-- Source data follows --
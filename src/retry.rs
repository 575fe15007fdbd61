//! Retry logic with exponential backoff
//!
//! Metadata requests and file transfers both go through [`with_retry`].
//! Only errors classified as transient by [`IsRetryable`] are retried; the
//! delay grows by `backoff_multiplier` per attempt, is capped at `max_delay`
//! and optionally jittered so that many failing transfers do not retry in
//! lockstep.
//!
//! # Example
//!
//! ```no_run
//! use issue_cache::retry::{IsRetryable, with_retry};
//! use issue_cache::config::RetryConfig;
//!
//! #[derive(Debug)]
//! enum MyError {
//!     Transient,
//!     Permanent,
//! }
//!
//! impl std::fmt::Display for MyError {
//!     fn fmt(&self, f: &mut std::fmt::Formatter<'_>) -> std::fmt::Result {
//!         write!(f, "{self:?}")
//!     }
//! }
//!
//! impl IsRetryable for MyError {
//!     fn is_retryable(&self) -> bool {
//!         matches!(self, MyError::Transient)
//!     }
//! }
//!
//! # async fn example() -> Result<(), MyError> {
//! let config = RetryConfig::default();
//! with_retry(&config, || async { Ok::<_, MyError>(()) }).await?;
//! # Ok(())
//! # }
//! ```

use crate::config::RetryConfig;
use crate::error::Error;
use rand::Rng;
use std::future::Future;
use std::time::Duration;

/// Trait for errors that can be classified as retryable or not
///
/// Transient failures (timeouts, refused connections, HTTP 5xx) return `true`.
/// Permanent failures (HTTP 4xx, integrity mismatch, bad metadata) return `false`.
pub trait IsRetryable {
    /// Returns true if the error is transient and the operation should be retried
    fn is_retryable(&self) -> bool;
}

impl IsRetryable for Error {
    fn is_retryable(&self) -> bool {
        match self {
            Error::Connectivity(_) => true,
            Error::Network(e) => e.is_timeout() || e.is_connect(),
            Error::HttpStatus { status, .. } | Error::Api { status, .. } => {
                *status >= 500 || *status == 408 || *status == 429
            }
            Error::Io(e) => matches!(
                e.kind(),
                std::io::ErrorKind::TimedOut
                    | std::io::ErrorKind::ConnectionRefused
                    | std::io::ErrorKind::ConnectionReset
                    | std::io::ErrorKind::ConnectionAborted
                    | std::io::ErrorKind::NotConnected
                    | std::io::ErrorKind::BrokenPipe
                    | std::io::ErrorKind::Interrupted
                    | std::io::ErrorKind::UnexpectedEof
            ),
            // A truncated or corrupted transfer may succeed on the next attempt
            Error::IntegrityMismatch { .. } => true,
            Error::Config { .. }
            | Error::Database(_)
            | Error::Sqlx(_)
            | Error::CacheOperationFailed(_)
            | Error::InvalidDescriptor(_)
            | Error::MinStatusNotMet { .. }
            | Error::UnexpectedIssueKey { .. }
            | Error::NotFound(_)
            | Error::ShuttingDown
            | Error::Serialization(_)
            | Error::Other(_) => false,
        }
    }
}

/// Execute an async operation with exponential backoff retry logic
///
/// Returns the successful result or the last error once `max_attempts`
/// retries are exhausted. Non-retryable errors are returned immediately.
pub async fn with_retry<F, Fut, T, E>(config: &RetryConfig, mut operation: F) -> Result<T, E>
where
    F: FnMut() -> Fut,
    Fut: Future<Output = Result<T, E>>,
    E: IsRetryable + std::fmt::Display,
{
    let mut attempt = 0;
    let mut delay = config.initial_delay;

    loop {
        match operation().await {
            Ok(result) => {
                if attempt > 0 {
                    tracing::info!(attempts = attempt + 1, "Operation succeeded after retry");
                }
                return Ok(result);
            }
            Err(e) if e.is_retryable() && attempt < config.max_attempts => {
                attempt += 1;

                tracing::warn!(
                    error = %e,
                    attempt = attempt,
                    max_attempts = config.max_attempts,
                    delay_ms = delay.as_millis(),
                    "Operation failed, retrying"
                );

                let jittered_delay = if config.jitter {
                    add_jitter(delay)
                } else {
                    delay
                };
                tokio::time::sleep(jittered_delay).await;

                let next_delay =
                    Duration::from_secs_f64(delay.as_secs_f64() * config.backoff_multiplier);
                delay = next_delay.min(config.max_delay);
            }
            Err(e) => {
                if e.is_retryable() {
                    tracing::warn!(
                        error = %e,
                        attempts = attempt + 1,
                        "Operation failed after all retry attempts exhausted"
                    );
                } else {
                    tracing::debug!(error = %e, "Operation failed with non-retryable error");
                }
                return Err(e);
            }
        }
    }
}

/// Add random jitter to a delay
///
/// The result lies between `delay` and `2 * delay`.
fn add_jitter(delay: Duration) -> Duration {
    let mut rng = rand::thread_rng();
    let jitter_factor: f64 = rng.gen_range(0.0..=1.0);
    Duration::from_secs_f64(delay.as_secs_f64() * (1.0 + jitter_factor))
}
-- Source data concluded --
Whichever lines of the records above hold the word "transfers" should all be copied out.

[Answer section]
//! Metadata requests and file transfers both go through [`with_retry`].
//! and optionally jittered so that many failing transfers do not retry in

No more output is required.